Task to complete: Lines of the material that include the word "items" are to be counted; only their number should be given.

Data:
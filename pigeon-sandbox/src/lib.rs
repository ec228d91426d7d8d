//! Sandboxed lens map-function execution for Pigeon Optics: a native
//! in-process implementation for tests/CLI embedding, plus an experimental
//! WASM host behind the `wasm_host` feature.

pub mod native;
#[cfg(feature = "wasm_host")]
pub mod wasm_host;

pub use native::NativeSandbox;
#[cfg(feature = "wasm_host")]
pub use wasm_host::WasmSandbox;
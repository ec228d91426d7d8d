//! JSON-Lines codec: a [`StructuredValue::Array`] where each element is
//! encoded as one JSON line. Used for streaming record dumps.

use crate::codec::json;
use crate::error::{CoreError, Result};
use crate::value::StructuredValue;

pub fn encode(value: &StructuredValue) -> Result<Vec<u8>> {
    let items = value
        .as_array()
        .ok_or_else(|| CoreError::Codec("JSON-Lines codec requires an array value".into()))?;
    let mut out = Vec::new();
    for item in items {
        out.extend(json::encode(item)?);
        out.push(b'\n');
    }
    Ok(out)
}

pub fn decode(bytes: &[u8]) -> Result<StructuredValue> {
    let text = std::str::from_utf8(bytes).map_err(|e| CoreError::Codec(e.to_string()))?;
    let mut items = Vec::new();
    for line in text.lines() {
        if line.trim().is_empty() {
            continue;
        }
        items.push(json::decode(line.as_bytes())?);
    }
    Ok(StructuredValue::Array(items))
}

#[cfg(test)]
mod tests {
    use super::*;

    #[test]
    fn round_trips_array_of_records() {
        let v = StructuredValue::Array(vec![
            StructuredValue::mapping([("id".to_string(), StructuredValue::Int(1))]),
            StructuredValue::mapping([("id".to_string(), StructuredValue::Int(2))]),
        ]);
        let bytes = encode(&v).unwrap();
        assert_eq!(bytes.iter().filter(|&&b| b == b'\n').count(), 2);
        assert_eq!(decode(&bytes).unwrap(), v);
    }
}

Result for this task: 5